» **BRIEF**: Copy out, from the data below, each line in which the word "push" occurs.

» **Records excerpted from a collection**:
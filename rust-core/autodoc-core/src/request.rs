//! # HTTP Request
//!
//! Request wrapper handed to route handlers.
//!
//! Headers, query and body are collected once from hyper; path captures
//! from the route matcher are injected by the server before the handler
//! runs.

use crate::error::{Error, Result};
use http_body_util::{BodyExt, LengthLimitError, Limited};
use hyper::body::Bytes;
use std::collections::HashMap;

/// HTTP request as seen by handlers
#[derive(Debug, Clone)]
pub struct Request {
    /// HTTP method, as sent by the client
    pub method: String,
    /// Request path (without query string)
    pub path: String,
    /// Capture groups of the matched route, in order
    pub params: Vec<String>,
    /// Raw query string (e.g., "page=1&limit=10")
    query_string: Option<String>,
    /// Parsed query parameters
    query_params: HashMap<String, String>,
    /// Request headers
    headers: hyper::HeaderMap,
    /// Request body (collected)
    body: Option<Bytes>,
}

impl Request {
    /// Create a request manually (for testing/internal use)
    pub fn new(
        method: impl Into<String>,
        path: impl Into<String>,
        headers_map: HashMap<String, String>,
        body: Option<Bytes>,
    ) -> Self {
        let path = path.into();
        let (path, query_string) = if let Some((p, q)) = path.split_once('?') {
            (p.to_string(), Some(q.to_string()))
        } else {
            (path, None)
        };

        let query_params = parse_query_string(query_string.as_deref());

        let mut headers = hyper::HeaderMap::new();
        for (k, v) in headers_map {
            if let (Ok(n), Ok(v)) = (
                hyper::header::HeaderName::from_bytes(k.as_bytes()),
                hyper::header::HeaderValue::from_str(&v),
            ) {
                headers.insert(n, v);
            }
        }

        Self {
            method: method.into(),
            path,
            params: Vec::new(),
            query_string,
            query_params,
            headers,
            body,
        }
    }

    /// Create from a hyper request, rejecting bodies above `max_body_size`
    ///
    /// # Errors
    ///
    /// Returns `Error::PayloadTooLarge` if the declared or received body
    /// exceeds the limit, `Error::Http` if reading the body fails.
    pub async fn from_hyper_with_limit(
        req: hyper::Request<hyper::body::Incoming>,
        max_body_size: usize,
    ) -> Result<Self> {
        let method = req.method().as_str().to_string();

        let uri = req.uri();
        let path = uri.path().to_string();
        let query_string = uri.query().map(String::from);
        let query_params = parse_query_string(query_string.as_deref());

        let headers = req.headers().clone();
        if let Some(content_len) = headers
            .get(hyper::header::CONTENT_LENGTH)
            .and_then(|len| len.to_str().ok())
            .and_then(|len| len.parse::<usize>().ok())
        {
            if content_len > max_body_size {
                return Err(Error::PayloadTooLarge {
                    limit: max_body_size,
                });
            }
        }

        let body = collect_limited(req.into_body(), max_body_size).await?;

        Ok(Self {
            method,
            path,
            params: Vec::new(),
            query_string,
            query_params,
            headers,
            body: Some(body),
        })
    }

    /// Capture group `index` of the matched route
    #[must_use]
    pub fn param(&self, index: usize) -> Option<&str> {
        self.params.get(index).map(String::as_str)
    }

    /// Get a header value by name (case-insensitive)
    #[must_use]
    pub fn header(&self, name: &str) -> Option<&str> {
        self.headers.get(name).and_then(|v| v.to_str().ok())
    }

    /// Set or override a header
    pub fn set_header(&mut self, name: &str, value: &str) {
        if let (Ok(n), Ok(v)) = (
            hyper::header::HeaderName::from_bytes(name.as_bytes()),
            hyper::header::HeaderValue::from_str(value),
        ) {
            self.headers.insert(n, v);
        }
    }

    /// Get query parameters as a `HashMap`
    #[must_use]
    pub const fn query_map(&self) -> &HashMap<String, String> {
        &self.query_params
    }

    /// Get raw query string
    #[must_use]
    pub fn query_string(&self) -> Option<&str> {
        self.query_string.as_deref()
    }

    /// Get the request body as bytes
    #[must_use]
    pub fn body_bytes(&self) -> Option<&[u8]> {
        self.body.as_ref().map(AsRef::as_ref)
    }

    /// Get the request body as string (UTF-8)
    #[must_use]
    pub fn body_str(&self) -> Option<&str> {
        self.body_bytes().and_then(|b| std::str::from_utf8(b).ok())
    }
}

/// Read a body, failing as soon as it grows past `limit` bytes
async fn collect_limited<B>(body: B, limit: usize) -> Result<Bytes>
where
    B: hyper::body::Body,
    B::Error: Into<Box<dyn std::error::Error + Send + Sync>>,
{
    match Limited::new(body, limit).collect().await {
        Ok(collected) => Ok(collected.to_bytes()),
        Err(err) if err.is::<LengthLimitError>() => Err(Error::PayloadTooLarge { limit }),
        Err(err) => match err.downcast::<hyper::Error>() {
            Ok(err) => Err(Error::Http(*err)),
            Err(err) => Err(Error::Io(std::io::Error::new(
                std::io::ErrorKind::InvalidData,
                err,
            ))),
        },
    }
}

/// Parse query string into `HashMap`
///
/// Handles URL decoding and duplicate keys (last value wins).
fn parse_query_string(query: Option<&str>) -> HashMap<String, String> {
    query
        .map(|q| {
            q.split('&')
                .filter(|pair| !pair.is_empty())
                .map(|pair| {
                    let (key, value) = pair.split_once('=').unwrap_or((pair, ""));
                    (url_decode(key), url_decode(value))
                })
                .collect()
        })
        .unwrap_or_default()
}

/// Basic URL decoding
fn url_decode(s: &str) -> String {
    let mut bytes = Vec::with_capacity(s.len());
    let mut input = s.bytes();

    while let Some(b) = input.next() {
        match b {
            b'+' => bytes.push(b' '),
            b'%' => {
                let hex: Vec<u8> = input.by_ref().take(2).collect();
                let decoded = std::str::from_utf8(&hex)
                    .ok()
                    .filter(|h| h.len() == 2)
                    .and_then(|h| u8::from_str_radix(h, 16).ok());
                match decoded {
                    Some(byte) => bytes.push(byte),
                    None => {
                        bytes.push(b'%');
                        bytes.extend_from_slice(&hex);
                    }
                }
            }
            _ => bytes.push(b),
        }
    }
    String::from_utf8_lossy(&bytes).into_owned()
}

» **WRITTEN ANSWER**:
            b'+' => bytes.push(b' '),
                    Some(byte) => bytes.push(byte),
                        bytes.push(b'%');
            _ => bytes.push(b),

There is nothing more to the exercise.